According to an erroneous belief, Publilius Syrus (1st century BC), in ancient times was called also Publius. Publilius’ real name was finally established by Woelfflin:
“Until the beginning of the sixteenth century the Sentences were attributed to the philosopher Seneca, from whose credit to that of Publilius they were transferred by Desiderius Erasmus. It was, moreover, only quite recently at the hands of Sillig the editor of Pliny, that the name of Publilius was substituted for the monstrosum nomen [monstrous name] (so E. Woelfflin calls it) of Publius, although the latter form was preserved in manuscripts of Cicero, the Senecas, Gellius, Macrobius and Jerome. Woelfflin, supported by Ritschl, definitely established the name Publilius, which has been accepted by such authorities as Baehr and Teuffel.” (Bickford Smith).
Besides, Publilius was also surnamed Syrus because he was a native of Antioch, Syria. Indeed, his full name had a rough path. As Bickford Smith wrote, Publilius was named also Lochium, because Pliny the Elder in his Natural History would call him Publilius Lochium, so that, “Both O. Jahn and Woelfflin have conjectured that the name should be Antiochium, which seems not unlikely, as we find his cousin called Antiochus. Woelfflin points out a similar error in the Medicean manuscripts of Tacitus (13. 7) where Lochium is found for Antiochum. This of course agrees very well with the cognomen of Syrus, which is usually given him, probably out of Macrobius.”

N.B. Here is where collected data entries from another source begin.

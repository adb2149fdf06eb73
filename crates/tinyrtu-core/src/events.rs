//! Event context
//!
//! The serial driver and the periodic timer report into the engine through a
//! [`SlaveEvents`] handle. Every entry point takes a short critical section
//! on the state it touches and never blocks on the poll context.

use std::sync::{Arc, Condvar, Mutex, MutexGuard, PoisonError, Weak};

use crate::frame::FrameAssembler;
use crate::transmit::{SerialLine, TxState};

/// State shared between the event context and the poll context
pub(crate) struct Link {
    pub(crate) rx: Mutex<FrameAssembler>,
    pub(crate) tx: Mutex<TxState>,
    pub(crate) tx_done: Condvar,
    pub(crate) line: Mutex<Box<dyn SerialLine>>,
}

impl Link {
    pub(crate) fn new(silence_ticks: u32, line: Box<dyn SerialLine>) -> Self {
        Self {
            rx: Mutex::new(FrameAssembler::new(silence_ticks)),
            tx: Mutex::new(TxState::default()),
            tx_done: Condvar::new(),
            line: Mutex::new(line),
        }
    }
}

/// Lock a mutex, recovering the data if a holder panicked.
///
/// The guarded state is plain buffers and counters, each left consistent
/// between statements, so a poisoned lock is still safe to use.
pub(crate) fn lock<T: ?Sized>(mutex: &Mutex<T>) -> MutexGuard<'_, T> {
    mutex.lock().unwrap_or_else(PoisonError::into_inner)
}

/// Cloneable handle through which the driver reports line events
#[derive(Clone)]
pub struct SlaveEvents {
    link: Arc<Link>,
}

impl SlaveEvents {
    pub(crate) fn new(link: Arc<Link>) -> Self {
        Self { link }
    }

    /// Reference that does not keep the engine alive
    pub(crate) fn downgrade(&self) -> Weak<Link> {
        Arc::downgrade(&self.link)
    }

    /// A byte arrived on the line
    pub fn byte_received(&self, byte: u8) {
        lock(&self.link.rx).push(byte);
    }

    /// Several bytes arrived back to back
    pub fn bytes_received(&self, bytes: &[u8]) {
        let mut rx = lock(&self.link.rx);
        for &byte in bytes {
            rx.push(byte);
        }
    }

    /// The silence timer fired.
    ///
    /// Returns true on the tick that closes a frame.
    pub fn tick(&self) -> bool {
        lock(&self.link.rx).tick()
    }

    /// The line finished shifting out the byte last handed to it.
    ///
    /// Feeds the next byte of the active reply, or marks the reply complete
    /// and wakes the waiting transmitter. Spurious completions outside a
    /// transmission are ignored.
    pub fn byte_sent(&self) {
        let next = lock(&self.link.tx).advance();
        let Some(byte) = next else {
            self.link.tx_done.notify_all();
            return;
        };

        let result = lock(&self.link.line).put_byte(byte);
        if let Err(e) = result {
            lock(&self.link.tx).fail(e.to_string());
            self.link.tx_done.notify_all();
        }
    }
}

impl std::fmt::Debug for SlaveEvents {
    fn fmt(&self, f: &mut std::fmt::Formatter<'_>) -> std::fmt::Result {
        f.debug_struct("SlaveEvents").finish_non_exhaustive()
    }
}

Publilius Syrus was a libertus (=freedman), and one of the most famous mimes in the age of Caesar. He was a slave, but his ability as a mime gained him manumission, and he became so popular that under Julius Caesar he was called to Rome where there were public games (“per Caesaris ludos” [games]) [ Macrobius’ Saturnalia, 2, 7, 7-8). The ancient writers did not say in what year Publilius Syrus died, but the famous Latin writer Petronius Arbiter said that Publilius made his career under the Emperor Nero, and that he died at a good old age.
Publilius Syrus was the most successful writer of mimes. The mime was of Greek origin, providing both a very strong form of realism, and using a trivial and scurrilous language. Despite Publilius Syrus had been both the leading mime-writer and actor in Rome, almost nothing of his writings remains, except four doubtful fragments. On the contrary, there are about 700 proverbs or Sententiae still very well-known.
Publilius Syrus, despite the messy business of his name, owned a fair amount of wisdom; and, for example, for those familiar with the business, he wrote a collection of moral sentences worthy of mention:
Avarus animus nullo satiatur lucro (No amount of gain satisfies Avarice); or Effugere cupiditatem, regnum est vincere (Avoid cupidity, and you conquer a kingdom). Bona, imperante animo, siet pecunia, (Money is worth something when good sense disburses it).
Other well-known sentences related to money are :
“A small loan makes a debtor, a great one, an enemy.”
“Bitter for a free man is the bondage of debt.”
“When reason rules, money is a blessing.”
“Money does not sate Avarice, but stimulates it.”
“The guilty man deserves to lose the money with which he would bribe the judge.”
“The gain acquired at the expense of reputation, should be counted a loss.”
“When utility is our aim, a little delay is advisable.”
Not too bed for a man who was not only under slavery, but who suffered also a millenary identity crisis.
The Sentences were translated by D. Lyman, Publilius Syrus, a Roman Slave, Cleveland, O., L.E. Bernard & Company, 1856, pp. 3, 14, 16, 17-18, 25, 27.
Publilii Syri Sententiae, Edited by R.A.H Bickford Smith, M.A., London, C.J. Clay & Sons, Cambridge University Press, 1895, Introduction, p. I.